Fotograf uwiecznił na jednym zdjęciu cały cykl faz Księżyca. Jak tego dokonał?

Australijski fotograf Jason De Freitas uwiecznił na jednym zdjęciu cały cykl faz Księżyca. Jak mu się to udało?

Z perspektywy Ziemi, Księżyc każdej nocy wygląda inaczej. Łatwo o tym zapomnieć nie prowadząc wnikliwych obserwacji. Kadr wykonany przez Jasona De Freitasa z Australii, na którym widać kolaż nałożonych na siebie zdjęć poszczególnych faz Księżyca, obrazuje jego zachwycające piękno. Zdjęciem zachwycają się internauci z całego świata.

Przygotowanie takiego kadru wymaga wiele czasu i umiejętności. Sam miesiąc synodyczny, czyli okres między dwiema jednakowymi fazami Księżyca trwa dokładnie 29 dni 12 godzin 44 minuty i 2,8 sekundy. Oczywiście w tym wypadku wykonanie sekwencji zdjęć trwało jeszcze dłużej i wymagało odpowiedniego przygotowania.

Zarówno amatorzy, jak i profesjonalni fotografowie zastanawiają się nad tym, jak powstawało to wyjątkowe zdjęcie. Jego autor postanowił podzielić się swoją wiedzą. Jak pokazał na opublikowanym w sieci nagraniu, wielokrotna ekspozycja jednej klatki powstała dzięki wcześniejszemu zaplanowaniu zdjęcia i śledzenia kolejnych faz Księżyca. Po zrobieniu pierwszych kilku zdjęć Srebrnego Globu przygotował wzór nakładki, która posłużyła mu w przygotowaniu kolejnych fotografii.

Kosmiczny fotograf

Dla Jasona fotografia to nie tylko pasja, ale też sposób na życie. Jego reprodukcje jego zdjęć można kupić w sieci. Wszystkie prace zamieszczane są na Instagramie. Jego profil śledzi ponad 20 tys. osób. Spora część z nich dowiedziała się o Jasonie właśnie dzięki jego ostatniej „księżycowej fotografii”.

Zdjęcie ukazało się w sieci o długiej przerwie od ostatniej publikacji fotografa.
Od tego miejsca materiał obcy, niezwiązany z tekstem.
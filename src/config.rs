//! Client configuration

use std::fmt;
use std::str::FromStr;
use std::time::Duration;

use url::Url;

use crate::error::{Error, Result};

const DEFAULT_TIMEOUT: Duration = Duration::from_secs(30);
const DEFAULT_RETRY_DELAY: Duration = Duration::from_secs(1);

/// How requests are authenticated
#[derive(Debug, Clone, Copy, PartialEq, Eq, Default)]
pub enum AuthMethod {
    /// HMAC-signed `Authorization` header per request
    #[default]
    Api,
    /// Login session: CSRF token plus session cookies
    User,
}

impl AuthMethod {
    pub fn as_str(&self) -> &'static str {
        match self {
            AuthMethod::Api => "api",
            AuthMethod::User => "user",
        }
    }
}

impl FromStr for AuthMethod {
    type Err = Error;

    fn from_str(s: &str) -> Result<Self> {
        match s.trim().to_ascii_lowercase().as_str() {
            "api" => Ok(AuthMethod::Api),
            "user" => Ok(AuthMethod::User),
            other => Err(Error::invalid_argument(format!(
                "Unknown auth method '{other}', expected 'api' or 'user'"
            ))),
        }
    }
}

/// Configuration for an [`OncallClient`](crate::OncallClient)
#[derive(Clone)]
pub struct Config {
    /// The username you authenticate to oncall with
    pub username: String,
    /// Password (user auth) or API key (api auth). Empty disables authentication.
    pub password: String,
    /// Everything before `/api/v0/` in your url, e.g. `https://example.com/oncall/`.
    /// The trailing slash is optional.
    pub endpoint: String,
    pub auth_method: AuthMethod,
    /// Timeout applied by the underlying HTTP client
    pub timeout: Duration,
    /// Pause between re-authentication attempts after a 401
    pub retry_delay: Duration,
}

impl Config {
    /// Create a new configuration for the given endpoint
    pub fn new(endpoint: impl Into<String>) -> Self {
        Config {
            username: String::new(),
            password: String::new(),
            endpoint: endpoint.into(),
            auth_method: AuthMethod::default(),
            timeout: DEFAULT_TIMEOUT,
            retry_delay: DEFAULT_RETRY_DELAY,
        }
    }

    /// Build a configuration from `ONCALL_ENDPOINT`, `ONCALL_USERNAME`,
    /// `ONCALL_PASSWORD` and `ONCALL_AUTH_METHOD`
    pub fn from_env() -> Result<Self> {
        Self::from_lookup(|key| std::env::var(key).ok())
    }

    fn from_lookup(lookup: impl Fn(&str) -> Option<String>) -> Result<Self> {
        let endpoint = lookup("ONCALL_ENDPOINT")
            .filter(|e| !e.is_empty())
            .ok_or_else(|| Error::invalid_argument("ONCALL_ENDPOINT is not set"))?;

        let mut config = Config::new(endpoint).with_credentials(
            lookup("ONCALL_USERNAME").unwrap_or_default(),
            lookup("ONCALL_PASSWORD").unwrap_or_default(),
        );
        if let Some(method) = lookup("ONCALL_AUTH_METHOD").filter(|m| !m.is_empty()) {
            config.auth_method = method.parse()?;
        }
        Ok(config)
    }

    /// Set username and password
    pub fn with_credentials(mut self, username: impl Into<String>, password: impl Into<String>) -> Self {
        self.username = username.into();
        self.password = password.into();
        self
    }

    /// Set the auth method
    pub fn with_auth_method(mut self, auth_method: AuthMethod) -> Self {
        self.auth_method = auth_method;
        self
    }

    /// Set the HTTP timeout
    pub fn with_timeout(mut self, timeout: Duration) -> Self {
        self.timeout = timeout;
        self
    }

    /// Set the delay between re-authentication attempts
    pub fn with_retry_delay(mut self, retry_delay: Duration) -> Self {
        self.retry_delay = retry_delay;
        self
    }

    /// Endpoint with any trailing slash removed
    pub fn normalized_endpoint(&self) -> &str {
        self.endpoint.trim_end_matches('/')
    }

    /// Check the configuration before any request is built
    pub fn validate(&self) -> Result<()> {
        if self.normalized_endpoint().is_empty() {
            return Err(Error::invalid_argument("You must define at least an endpoint"));
        }
        Url::parse(self.normalized_endpoint())
            .map_err(|e| Error::invalid_argument(format!("Invalid endpoint URL: {e}")))?;
        Ok(())
    }
}

impl fmt::Debug for Config {
    fn fmt(&self, f: &mut fmt::Formatter<'_>) -> fmt::Result {
        f.debug_struct("Config")
            .field("username", &self.username)
            .field("password", &"<redacted>")
            .field("endpoint", &self.endpoint)
            .field("auth_method", &self.auth_method)
            .field("timeout", &self.timeout)
            .field("retry_delay", &self.retry_delay)
            .finish()
    }
}
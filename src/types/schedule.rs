use serde::{Deserialize, Serialize};

/// A concrete shift slot: unix start plus duration in seconds
#[derive(Debug, Clone, Copy, Default, PartialEq, Eq, Serialize, Deserialize)]
#[serde(default)]
pub struct ScheduleEvent {
    #[serde(deserialize_with = "super::null_as_default")]
    pub duration: i64,
    #[serde(deserialize_with = "super::null_as_default")]
    pub start: i64,
}

/// Rotation policy for one role within a roster
#[derive(Debug, Clone, Default, PartialEq, Eq, Serialize, Deserialize)]
#[serde(default)]
pub struct Schedule {
    /// 1 for advanced mode, 0 for simple mode
    #[serde(deserialize_with = "super::null_as_default")]
    pub advanced_mode: i32,
    /// Days ahead the scheduler populates
    #[serde(deserialize_with = "super::null_as_default")]
    pub auto_populate_threshold: i32,
    #[serde(deserialize_with = "super::null_as_default")]
    pub events: Vec<ScheduleEvent>,
    #[serde(deserialize_with = "super::null_as_default")]
    pub id: i64,
    #[serde(deserialize_with = "super::null_as_default")]
    pub role: String,
    #[serde(deserialize_with = "super::null_as_default")]
    pub role_id: i64,
    #[serde(deserialize_with = "super::null_as_default")]
    pub roster: String,
    #[serde(deserialize_with = "super::null_as_default")]
    pub roster_id: i64,
    #[serde(deserialize_with = "super::null_as_default")]
    pub team: String,
    #[serde(deserialize_with = "super::null_as_default")]
    pub team_id: i64,
    #[serde(deserialize_with = "super::null_as_default")]
    pub timezone: String,
}

impl Schedule {
    /// New schedule for a role; server-assigned fields stay at their defaults
    pub fn new(role: impl Into<String>, timezone: impl Into<String>) -> Self {
        Schedule {
            role: role.into(),
            timezone: timezone.into(),
            ..Default::default()
        }
    }

    pub fn with_event(mut self, start: i64, duration: i64) -> Self {
        self.events.push(ScheduleEvent { duration, start });
        self
    }

    pub fn with_auto_populate_threshold(mut self, days: i32) -> Self {
        self.auto_populate_threshold = days;
        self
    }

    pub fn with_advanced_mode(mut self, advanced: bool) -> Self {
        self.advanced_mode = i32::from(advanced);
        self
    }

    pub fn is_advanced(&self) -> bool {
        self.advanced_mode != 0
    }
}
Wcześniej w grudniu ubiegłego roku pochwalił się zdjęciem, na którym widać nie tylko Księżyc, ale też stację kosmiczną przelatującą pomiędzy Jowiszem a Saturnem. Na instagramowym profilu znajdziemy też wiele zdjęć Drogi Mlecznej, będących nie lada gratką dla pasjonatów astronomicznych obserwacji.